What was your hardest scene to write?

I find sexual stuff hard to write. I’m not sure why, maybe I think “eek my dad is going to read this!” There is a scene in Adam where things are really heating up but then it takes a very different turn. I have yet to include a full on x-rated ‘make a porn-star blush’ type scene as yet, although it does seem to go hand in hand with horror.

Which authors – past, present, established or independent – inspire you?

Hands down the author who has influenced me the most is Stephen King. But I would say he is closely followed by R L Stine! You weren’t expecting that were you! However, Goosebumps, Point Horror and the like got me through my tween and teen years alongside the classics like Poe, King and Kootnz. 

These days I still love King, although I much prefer his older work. Desperation is my all-time favourite of his. Red Dragon by Thomas Harris is another I have read several times. Last year I discovered C J Tudor and I think she is amazing. She definitely inspires me. I absolutely loved The Hunger by Alma Katsu. Glenn Rolfe is fantastic. Everything I have read of his has been 5 star. Adam Nevill of course, there is a reason why he is the most mentioned influencer in the interviews I conduct with other authors. He is also a lovely person. And then there are 2 local chaps who have been instrumental in building my confidence in my own work. Graeme Reynolds who actually lives down the road from me and David Creed from Bad Blood Films who is a script writer. I owe a lot to both of them.

What does your writing process look like? How many hours a week would you devote to it? Are you a single work at a time writer or do you have a few plates spinning at one time?

I don’t really have a process as such. I work, I’m a wife and a mum. Things need doing in the house. These things all come before writing. But I do try to devote a little time to it every day. Lately, this has been even more difficult to manage as my husband is working in the home office and I have been home-schooling. Where before I might have had an hour during the afternoon to dedicate to writing/editing, now I have to really make the time. I also can’t concentrate in the evenings. I get really tired and my writing just gets sloppy. So evenings are for watching and reading horror. We have just got Shudder and are working our way through that, starting with the Creepshow remake. 

You’re an avid fan of Disney. How does that mesh with your horror leanings?

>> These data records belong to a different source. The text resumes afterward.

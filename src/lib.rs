//! prismata-crawler - Prismata wiki unit crawler
//!
//! Scrapes the unit listing table and per-unit detail pages of a
//! gamepedia-style wiki into one nested record per unit, exportable as
//! JSON or CSV.

pub mod commands;
pub mod config;
pub mod export;
pub mod wiki;

pub use config::Config;
pub use wiki::models::{Unit, UnitDetail};
pub use wiki::ScrapeError;
//! JSON and CSV exporters for fetched unit data.
//!
//! Both exporters go through `serde_json::Value`, which keeps them
//! independent of the concrete record type and gives the JSON writer sorted
//! keys for free.

use serde::Serialize;
use serde_json::Value;
use std::collections::BTreeMap;
use std::fs;
use std::path::Path;
use thiserror::Error;
use tracing::{error, info};

/// Fixed CSV column order. Explicit instead of derived from the first
/// record, so the CSV shape is stable across differently-shaped inputs.
pub const CSV_HEADERS: [&str; 26] = [
    "name",
    "supply",
    "type",
    "position",
    "unit_spell",
    "gold",
    "blue",
    "red",
    "green",
    "energy",
    "attack",
    "health",
    "blocker",
    "fragile",
    "frontline",
    "prompt",
    "lifespan",
    "stamina",
    "build_time",
    "exhaust_ability",
    "exhaust_turn",
    "abilities",
    "path",
    "image",
    "panel",
    "change_history",
];

/// Sub-records hoisted to the top level during CSV flattening.
const NESTED_KEYS: [&str; 4] = ["attributes", "costs", "links", "stats"];

/// Export failures, shape and I/O alike.
#[derive(Debug, Error)]
pub enum ExportError {
    /// A unit entry or one of its sub-records is not a mapping.
    #[error("Invalid format (nested data).")]
    NestedData,

    /// A unit entry is missing a required sub-record.
    #[error("Invalid format (missing key).")]
    MissingKey,

    #[error(transparent)]
    Json(#[from] serde_json::Error),

    #[error(transparent)]
    Io(#[from] std::io::Error),
}

/// Renders `data` as the exported JSON document: sorted keys, 4-space
/// indentation.
pub fn to_json_string(data: &impl Serialize) -> Result<String, ExportError> {
    // Round-tripping through Value sorts object keys
    let value = serde_json::to_value(data)?;
    let mut out = Vec::new();
    let formatter = serde_json::ser::PrettyFormatter::with_indent(b"    ");
    let mut serializer = serde_json::Serializer::with_formatter(&mut out, formatter);
    value.serialize(&mut serializer)?;
    Ok(String::from_utf8_lossy(&out).into_owned())
}

/// Writes `data` as JSON to `path`, overwriting any existing file in place.
pub fn write_json(data: &impl Serialize, path: &Path) -> Result<(), ExportError> {
    fs::write(path, to_json_string(data)?)?;
    info!("Data exported to (JSON): {}", path.display());
    Ok(())
}

/// Writes `data` as CSV to `path` in the fixed [`CSV_HEADERS`] column order.
///
/// Each unit's `attributes`, `costs`, `links` and `stats` sub-records are
/// hoisted to the top level; `change_history` is rendered as one string with
/// entries joined by `|`, each formatted `"{date}, {changes}"`. Every record
/// is flattened before the file is opened, so shape errors leave no file
/// behind.
pub fn write_csv(data: &impl Serialize, path: &Path) -> Result<(), ExportError> {
    let value = serde_json::to_value(data)?;
    let rows = match flatten_all(&value) {
        Ok(rows) => rows,
        Err(e) => {
            error!("Error exporting CSV: {}", e);
            return Err(e);
        }
    };

    let mut out = String::new();
    out.push_str(&CSV_HEADERS.join(","));
    out.push('\n');
    for row in &rows {
        let fields: Vec<String> = CSV_HEADERS
            .iter()
            .map(|header| csv_escape(row.get(*header).map(String::as_str).unwrap_or_default()))
            .collect();
        out.push_str(&fields.join(","));
        out.push('\n');
    }

    fs::write(path, out)?;
    info!("Data exported to (CSV): {}", path.display());
    Ok(())
}

fn flatten_all(value: &Value) -> Result<Vec<BTreeMap<String, String>>, ExportError> {
    let units = value.as_object().ok_or(ExportError::NestedData)?;
    units.values().map(flatten_unit).collect()
}

/// Hoists one unit's sub-records to a flat column -> text mapping.
fn flatten_unit(value: &Value) -> Result<BTreeMap<String, String>, ExportError> {
    let unit = value.as_object().ok_or(ExportError::NestedData)?;
    let mut flat = BTreeMap::new();

    for key in NESTED_KEYS {
        let sub = unit.get(key).ok_or(ExportError::MissingKey)?;
        let sub = sub.as_object().ok_or(ExportError::NestedData)?;
        for (name, val) in sub {
            flat.insert(name.clone(), scalar_text(val));
        }
    }

    let history = unit.get("change_history").ok_or(ExportError::MissingKey)?;
    let history = history.as_object().ok_or(ExportError::NestedData)?;
    let joined = history
        .iter()
        .map(|(day, changes)| {
            let texts: Vec<String> = changes
                .as_array()
                .map(|entries| entries.iter().map(scalar_text).collect())
                .unwrap_or_default();
            format!("{}, {}", day, texts.join(" "))
        })
        .collect::<Vec<_>>()
        .join("|");
    flat.insert("change_history".to_string(), joined);

    // Remaining scalar keys (name, type, unit_spell, abilities, position)
    for (name, val) in unit {
        if name == "change_history" || NESTED_KEYS.contains(&name.as_str()) {
            continue;
        }
        flat.insert(name.clone(), scalar_text(val));
    }

    Ok(flat)
}

/// Renders a scalar JSON value for a CSV cell. Booleans keep the wiki's
/// `True`/`False` casing.
fn scalar_text(value: &Value) -> String {
    match value {
        Value::String(s) => s.clone(),
        Value::Bool(true) => "True".to_string(),
        Value::Bool(false) => "False".to_string(),
        Value::Null => String::new(),
        other => other.to_string(),
    }
}

fn csv_escape(s: &str) -> String {
    if s.contains(',') || s.contains('"') || s.contains('\n') {
        format!("\"{}\"", s.replace('"', "\"\""))
    } else {
        s.to_string()
    }
}
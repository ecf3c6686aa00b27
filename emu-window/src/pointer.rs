use crate::event::TouchEvent;
use crate::layout::FramebufferLayout;

/// Extent of host pointer coordinates on either side of the centre.
pub const POINTER_EXTENT: i32 = 0x7fff;

/// Raw pointer state as reported by the host, in normalised coordinates
/// spanning the whole framebuffer (`-0x7fff..=0x7fff` on both axes).
#[derive(Clone, Copy, Debug, PartialEq, Eq)]
pub struct PointerSample {
    pub x: i16,
    pub y: i16,
    pub pressed: bool,
}

impl PointerSample {
    pub fn new(x: i16, y: i16, pressed: bool) -> Self {
        Self { x, y, pressed }
    }
}

/// Maps a host sample onto a touch position in framebuffer pixels.
pub trait PointerTracker {
    fn track(&mut self, sample: PointerSample, layout: &FramebufferLayout) -> Option<(u32, u32)>;
}

/// Scales host coordinates to the framebuffer and clamps them into the
/// touch screen.
#[derive(Debug, Default)]
pub struct ScreenTracker;

fn to_pixels(v: i16, extent: u32) -> u32 {
    let offset = (i32::from(v).clamp(-POINTER_EXTENT, POINTER_EXTENT) + POINTER_EXTENT) as u64;
    let px = offset * u64::from(extent) / (2 * POINTER_EXTENT as u64);
    (px as u32).min(extent.saturating_sub(1))
}

impl PointerTracker for ScreenTracker {
    fn track(&mut self, sample: PointerSample, layout: &FramebufferLayout) -> Option<(u32, u32)> {
        let screen = layout.bottom_screen?;
        let x = to_pixels(sample.x, layout.width);
        let y = to_pixels(sample.y, layout.height);
        Some((
            x.clamp(screen.left, screen.right().saturating_sub(1)),
            y.clamp(screen.top, screen.bottom().saturating_sub(1)),
        ))
    }
}

/// Turns host pointer samples into engine touch events.
pub struct PointerBridge {
    tracker: Box<dyn PointerTracker + Send>,
    enabled: bool,
    pressed_at: Option<(u32, u32)>,
    has_touched: bool,
}

impl PointerBridge {
    pub fn new(tracker: Box<dyn PointerTracker + Send>, enabled: bool) -> Self {
        Self {
            tracker,
            enabled,
            pressed_at: None,
            has_touched: false,
        }
    }

    pub fn update(
        &mut self,
        sample: PointerSample,
        layout: &FramebufferLayout,
    ) -> Option<TouchEvent> {
        if !self.enabled {
            return None;
        }

        let position = if sample.pressed {
            self.tracker.track(sample, layout)
        } else {
            None
        };

        match (position, self.pressed_at) {
            (Some((x, y)), None) => {
                self.pressed_at = Some((x, y));
                self.has_touched = true;
                Some(TouchEvent::Pressed { x, y })
            }
            (Some((x, y)), Some(prev)) if prev != (x, y) => {
                self.pressed_at = Some((x, y));
                Some(TouchEvent::Moved { x, y })
            }
            (Some(_), Some(_)) => None,
            (None, Some(_)) => {
                self.pressed_at = None;
                Some(TouchEvent::Released)
            }
            (None, None) => None,
        }
    }

    /// Disabling while a press is held releases it.
    pub fn set_enabled(&mut self, enabled: bool) -> Option<TouchEvent> {
        self.enabled = enabled;
        if !enabled {
            return self.reset();
        }
        None
    }

    pub fn is_enabled(&self) -> bool {
        self.enabled
    }

    pub fn is_touching(&self) -> bool {
        self.pressed_at.is_some()
    }

    /// Whether any press has been seen since construction or the last
    /// [`PointerBridge::reset_touched`].
    pub fn has_touched(&self) -> bool {
        self.has_touched
    }

    pub fn reset_touched(&mut self) {
        self.has_touched = false;
    }

    /// Drop the current press.
    pub fn reset(&mut self) -> Option<TouchEvent> {
        self.pressed_at.take().map(|_| TouchEvent::Released)
    }
}

#[cfg(test)]
mod tests {
    use super::*;
    use crate::config::WindowConfig;

    fn layout() -> FramebufferLayout {
        FramebufferLayout::compute(
            &WindowConfig {
                scale: 1.0,
                ..Default::default()
            },
            (0, 0),
        )
    }

    fn bridge(enabled: bool) -> PointerBridge {
        PointerBridge::new(Box::new(ScreenTracker), enabled)
    }

    #[test]
    fn disabled_bridge_suppresses_then_enabled_emits_once() {
        let layout = layout();
        let sample = PointerSample::new(0, 0x4000, true);
        let mut bridge = bridge(false);

        assert_eq!(bridge.update(sample, &layout), None);
        assert!(!bridge.has_touched());

        bridge.set_enabled(true);
        let ev = bridge.update(sample, &layout);
        assert!(matches!(ev, Some(TouchEvent::Pressed { .. })));
        // same sample again: still held, nothing new
        assert_eq!(bridge.update(sample, &layout), None);
    }

    #[test]
    fn press_move_release() {
        let layout = layout();
        let mut bridge = bridge(true);

        assert_eq!(
            bridge.update(PointerSample::new(0, 0x4000, true), &layout),
            Some(TouchEvent::Pressed { x: 200, y: 360 })
        );
        assert_eq!(
            bridge.update(PointerSample::new(0x1000, 0x4000, true), &layout),
            Some(TouchEvent::Moved { x: 225, y: 360 })
        );
        assert_eq!(
            bridge.update(PointerSample::new(0x1000, 0x4000, false), &layout),
            Some(TouchEvent::Released)
        );
        assert_eq!(
            bridge.update(PointerSample::new(0x1000, 0x4000, false), &layout),
            None
        );
        assert!(bridge.has_touched());
        bridge.reset_touched();
        assert!(!bridge.has_touched());
    }

    #[test]
    fn positions_clamp_into_touch_screen() {
        let layout = layout();
        let mut tracker = ScreenTracker;
        // top-left corner of the framebuffer lies on the top screen
        let pos = tracker.track(PointerSample::new(i16::MIN, i16::MIN, true), &layout);
        assert_eq!(pos, Some((40, 240)));
        let pos = tracker.track(PointerSample::new(i16::MAX, i16::MAX, true), &layout);
        assert_eq!(pos, Some((359, 479)));
    }

    #[test]
    fn disabling_releases_held_press() {
        let layout = layout();
        let mut bridge = bridge(true);
        bridge.update(PointerSample::new(0, 0x4000, true), &layout);
        assert_eq!(bridge.set_enabled(false), Some(TouchEvent::Released));
        assert!(!bridge.is_touching());
        assert_eq!(bridge.set_enabled(false), None);
    }
}
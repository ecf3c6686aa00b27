use std::sync::atomic::{AtomicBool, Ordering};
use std::thread::{self, ThreadId};

use crate::context::Framebuffer;

/// Lifecycle of the host-owned graphics context as seen by the adapter.
#[derive(Clone, Copy, Debug, PartialEq, Eq)]
pub enum ContextState {
    /// No context has ever been created.
    Uninitialized,
    Ready { framebuffer: Framebuffer },
    /// A context existed and was destroyed.
    Lost,
}

impl ContextState {
    pub fn lifecycle(&self) -> Lifecycle {
        match self {
            Self::Uninitialized => Lifecycle::Uninitialized,
            Self::Ready { .. } => Lifecycle::Ready,
            Self::Lost => Lifecycle::Lost,
        }
    }

    pub fn framebuffer(&self) -> Option<Framebuffer> {
        match self {
            Self::Ready { framebuffer } => Some(*framebuffer),
            _ => None,
        }
    }
}

/// [`ContextState`] without its payload.
#[derive(Clone, Copy, Debug, PartialEq, Eq)]
pub enum Lifecycle {
    Uninitialized,
    Ready,
    Lost,
}

/// One-shot cell: set by a swap, consumed by exactly one reader.
#[derive(Debug, Default)]
pub struct FrameSignal {
    submitted: AtomicBool,
}

impl FrameSignal {
    pub fn submit(&self) {
        self.submitted.store(true, Ordering::Release);
    }

    pub fn take(&self) -> bool {
        self.submitted.swap(false, Ordering::AcqRel)
    }

    pub fn peek(&self) -> bool {
        self.submitted.load(Ordering::Acquire)
    }
}

#[derive(Debug, Default)]
pub struct ClearFlag {
    pending: AtomicBool,
}

impl ClearFlag {
    pub fn request(&self) {
        self.pending.store(true, Ordering::Release);
    }

    pub fn is_set(&self) -> bool {
        self.pending.load(Ordering::Acquire)
    }

    pub fn acknowledge(&self) {
        self.pending.store(false, Ordering::Release);
    }
}

/// Which thread the context is currently bound to.
///
/// Binding is recorded by `make_current` and dropped by `done_current`.
/// Operations that touch GL check in debug builds that no other thread
/// holds the binding; release builds trust the caller.
#[derive(Debug, Default)]
pub struct Affinity {
    owner: Option<ThreadId>,
}

impl Affinity {
    pub fn bind(&mut self) {
        let current = thread::current().id();
        if let Some(owner) = self.owner {
            if owner != current {
                log::warn!("Context rebound from {:?} to {:?}", owner, current);
            }
        }
        self.owner = Some(current);
    }

    pub fn release(&mut self) {
        self.owner = None;
    }

    pub fn owner(&self) -> Option<ThreadId> {
        self.owner
    }

    pub fn is_current_thread(&self) -> bool {
        self.owner == Some(thread::current().id())
    }

    /// Whether the calling thread may issue GL calls for this context.
    pub fn permits_current_thread(&self) -> bool {
        self.owner.map_or(true, |owner| owner == thread::current().id())
    }

    pub fn debug_check(&self, op: &'static str) {
        debug_assert!(
            self.permits_current_thread(),
            "`{}` called from {:?} while the context is bound to {:?}",
            op,
            thread::current().id(),
            self.owner
        );
    }
}

#[cfg(test)]
mod tests {
    use super::*;

    #[test]
    fn frame_signal_is_one_shot() {
        let signal = FrameSignal::default();
        assert!(!signal.take());
        signal.submit();
        signal.submit();
        assert!(signal.peek());
        assert!(signal.take());
        assert!(!signal.take());
    }

    #[test]
    fn affinity_tracks_binding_thread() {
        let mut affinity = Affinity::default();
        assert!(affinity.permits_current_thread());
        assert!(!affinity.is_current_thread());

        affinity.bind();
        assert!(affinity.is_current_thread());

        let other = thread::spawn(move || {
            let permitted = affinity.permits_current_thread();
            (affinity, permitted)
        });
        let (mut affinity, permitted) = other.join().unwrap();
        assert!(!permitted);

        affinity.release();
        assert!(affinity.owner().is_none());
    }
}
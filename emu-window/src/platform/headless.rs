use crate::context::{Framebuffer, HostContext};
use crate::error::ContextError;
use crate::layout::Geometry;

/// What a [`HeadlessContext`] has been asked to do so far.
#[derive(Clone, Debug, Default, PartialEq)]
pub struct HeadlessStats {
    pub acquires: u32,
    pub releases: u32,
    pub binds: u32,
    pub clears: u32,
    pub presents: u32,
    pub resets: u32,
    pub last_present: Option<(u32, u32)>,
    pub geometry: Option<Geometry>,
}

/// [`HostContext`] that performs no GL calls and only records them.
#[derive(Debug)]
pub struct HeadlessContext {
    framebuffer: Framebuffer,
    live: bool,
    fail_acquire: bool,
    reject_geometry: bool,
    stats: HeadlessStats,
}

impl HeadlessContext {
    pub fn new(framebuffer: Framebuffer) -> Self {
        Self {
            framebuffer,
            live: false,
            fail_acquire: false,
            reject_geometry: false,
            stats: HeadlessStats::default(),
        }
    }

    /// Make every following acquire fail, as a host without a context would.
    pub fn set_fail_acquire(&mut self, fail: bool) {
        self.fail_acquire = fail;
    }

    pub fn set_reject_geometry(&mut self, reject: bool) {
        self.reject_geometry = reject;
    }

    /// Host switched to another framebuffer object.
    pub fn set_framebuffer(&mut self, framebuffer: Framebuffer) {
        self.framebuffer = framebuffer;
    }

    pub fn is_live(&self) -> bool {
        self.live
    }

    pub fn stats(&self) -> &HeadlessStats {
        &self.stats
    }
}

impl Default for HeadlessContext {
    fn default() -> Self {
        Self::new(Framebuffer::DEFAULT)
    }
}

impl HostContext for HeadlessContext {
    fn acquire_framebuffer(&mut self) -> Result<Framebuffer, ContextError> {
        if self.fail_acquire {
            return Err(ContextError::Unavailable("headless acquire disabled".into()));
        }
        self.stats.acquires += 1;
        self.live = true;
        Ok(self.framebuffer)
    }

    fn current_framebuffer(&mut self) -> Result<Framebuffer, ContextError> {
        if !self.live {
            return Err(ContextError::Unavailable("no headless context".into()));
        }
        Ok(self.framebuffer)
    }

    fn release(&mut self) {
        self.stats.releases += 1;
        self.live = false;
    }

    fn bind_framebuffer(&mut self, _framebuffer: Framebuffer) {
        self.stats.binds += 1;
    }

    fn unbind_framebuffer(&mut self) {}

    fn clear(&mut self, _width: u32, _height: u32) {
        self.stats.clears += 1;
    }

    fn present(&mut self, width: u32, height: u32) {
        self.stats.presents += 1;
        self.stats.last_present = Some((width, height));
    }

    fn reset_state(&mut self) {
        self.stats.resets += 1;
    }

    fn set_geometry(&mut self, geometry: &Geometry) -> bool {
        if self.reject_geometry {
            return false;
        }
        self.stats.geometry = Some(*geometry);
        true
    }
}
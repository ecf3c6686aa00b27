//! Window and context adapter for rendering into a surface owned by a
//! plugin host.
//!
//! The host creates the GL context and pumps frames; [`LibretroWindow`]
//! tracks that context and exposes it to the emulation engine through the
//! [`EmuWindow`] trait.

mod config;
mod context;
mod error;
mod event;
mod layout;
mod pointer;
mod state;

pub mod platform;

pub use self::config::{LayoutOption, WindowConfig, MAX_SCALE};
pub use self::context::{Framebuffer, HostContext, HostVideo};
pub use self::error::{ContextError, Result, WindowError};
pub use self::event::{EmuEvent, HostEvent, TouchEvent};
pub use self::layout::{FramebufferLayout, Geometry, Rect};
pub use self::platform::{HeadlessContext, HostHandle, LibretroWindow, WindowStatus};
pub use self::pointer::{PointerBridge, PointerSample, PointerTracker, ScreenTracker};
pub use self::state::Lifecycle;
pub use crossbeam_channel;

use crossbeam_channel::Sender;

/// Window operations the renderer relies on.
///
/// Implementations decide who owns the context; the renderer only binds,
/// draws and swaps.
pub trait EmuWindow {
    /// Present the rendered frame.
    fn swap_buffers(&mut self) -> Result<()>;

    /// Apply pending window and input events. Never blocks.
    fn poll_events(&mut self);

    /// Bind the context to the calling thread.
    fn make_current(&mut self) -> Result<()>;

    /// Release the context from the calling thread.
    fn done_current(&mut self);

    fn setup_framebuffer(&mut self) -> Result<()>;

    /// Whether the surface must be cleared before the next draw.
    fn needs_clearing(&self) -> bool;

    /// Whether the renderer should wait for a context before initialising.
    fn should_defer_renderer_init(&self) -> bool;

    /// Called when a configuration change affects the minimal window size.
    fn on_minimal_client_area_change_request(&mut self, minimal: (u32, u32));

    fn size(&self) -> (u32, u32);
    fn scale_factor(&self) -> f32;
}

#[profiling::function]
pub fn init_libretro_window<C: HostContext>(
    config: WindowConfig,
    context: C,
    event_tx: Sender<EmuEvent>,
) -> Result<(LibretroWindow<C>, HostHandle)> {
    LibretroWindow::new(config, context, event_tx)
}
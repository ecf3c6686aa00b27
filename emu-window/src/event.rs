use crate::config::WindowConfig;
use crate::pointer::PointerSample;

/// Reported by the host, drained by `poll_events`.
#[derive(Clone, Debug, PartialEq)]
pub enum HostEvent {
    Pointer(PointerSample),
    MinimalAreaChange { width: u32, height: u32 },
    EmulatedPointer(bool),
    Configure(WindowConfig),
}

/// Touch input in framebuffer pixels.
#[derive(Clone, Copy, Debug, PartialEq, Eq)]
pub enum TouchEvent {
    Pressed { x: u32, y: u32 },
    Moved { x: u32, y: u32 },
    Released,
}

/// Delivered to the emulation engine.
#[derive(Clone, Copy, Debug, PartialEq, Eq)]
pub enum EmuEvent {
    Touch(TouchEvent),
    LayoutChanged { width: u32, height: u32 },
}
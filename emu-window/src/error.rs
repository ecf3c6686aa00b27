use thiserror::Error;

pub type Result<T> = std::result::Result<T, WindowError>;

/// Failures reported by a [`HostContext`](crate::HostContext) implementation.
#[derive(Debug, Error)]
pub enum ContextError {
    #[error("host did not provide GL entry point `{0}`")]
    MissingEntryPoint(&'static str),

    #[error("host framebuffer handle {0} is out of range")]
    InvalidFramebuffer(usize),

    #[error("host context unavailable: {0}")]
    Unavailable(String),
}

#[derive(Debug, Error)]
pub enum WindowError {
    #[error("failed to create graphics context: {0}")]
    ContextCreation(#[source] ContextError),

    #[error("graphics context error: {0}")]
    Context(#[source] ContextError),

    #[error("`{0}` called without an active graphics context")]
    NoContext(&'static str),

    #[error("config error: {0}")]
    Config(String),
}
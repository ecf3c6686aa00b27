use anyhow::{Context, Result};
use emu_window::WindowConfig;
use serde::Deserialize;
use std::fs;

#[derive(Debug, Clone, Deserialize)]
pub struct HostConfig {
    /// Host ticks to run before shutting down.
    #[serde(default = "default_frames")]
    pub frames: u32,

    #[serde(default)]
    pub window: WindowConfig,
}

fn default_frames() -> u32 {
    120
}

impl Default for HostConfig {
    fn default() -> Self {
        Self {
            frames: default_frames(),
            window: WindowConfig::default(),
        }
    }
}

impl HostConfig {
    pub fn parse(s: &str) -> Result<Self> {
        let cfg: HostConfig = toml::from_str(s).context("invalid host config")?;
        cfg.window.validate()?;
        Ok(cfg)
    }

    pub fn load_or_default(path: Option<&str>) -> Result<Self> {
        match path {
            Some(path) => {
                let s = fs::read_to_string(path)
                    .with_context(|| format!("Failed to read config {}", path))?;
                Self::parse(&s).with_context(|| format!("Failed to parse config {}", path))
            }
            None => Ok(Self::default()),
        }
    }
}

#[cfg(test)]
mod tests {
    use super::*;
    use emu_window::LayoutOption;

    #[test]
    fn parses_window_table() {
        let cfg = HostConfig::parse("frames = 3\n[window]\nscale = 1.0\nlayout = \"large_screen\"\n")
            .unwrap();
        assert_eq!(cfg.frames, 3);
        assert_eq!(cfg.window.layout, LayoutOption::LargeScreen);
    }

    #[test]
    fn rejects_bad_scale() {
        assert!(HostConfig::parse("[window]\nscale = -1.0\n").is_err());
        assert_eq!(HostConfig::load_or_default(None).unwrap().frames, 120);
    }
}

Well my very first ride when we arrived at WDW was the Haunted Mansion! And my most favourite ride is the Tower of Terror. So, I guess it meshes that way. I love all the villain and Halloween stuff they do. Hocus Pocus is one of my most watched Disney movies. But a lot of my friends are shocked that I can write such violent stuff. They’re like ‘but you’re so nice and you love princesses, how can you write about ripping someone’s throat out?’. Hehehe.

Is listening to music a big no-no for you when writing? If not, what would you usually put on while working?

To really concentrate, especially when editing, I need silence. Even the TV in the background is too much. Plus, I mainly listen to rock music. I’m not sure those awesome guitar riffs would help much. Even at Uni, my husband would listen to classical music whilst we were studying but I would make him wear headphones. I need quiet.

Finally, what’s next for you and what are your goals for 2020 and beyond? 

Perfection will be coming out on The Horror Tree soon, as well as several drabbles. I have a short in a horror anthology also this year although I can’t say too much now as the final details have yet to be confirmed. And I am writing a werewolf story for the most exciting project I have ever been part of which has some big names attached. I still have to pinch myself that I have somehow been allowed to be involved. I can not wait to tell everyone about it. I will also have more stuff featured on Ghost Stories the podcast, Tyler is a friend and has some fantastic spooky stories over there.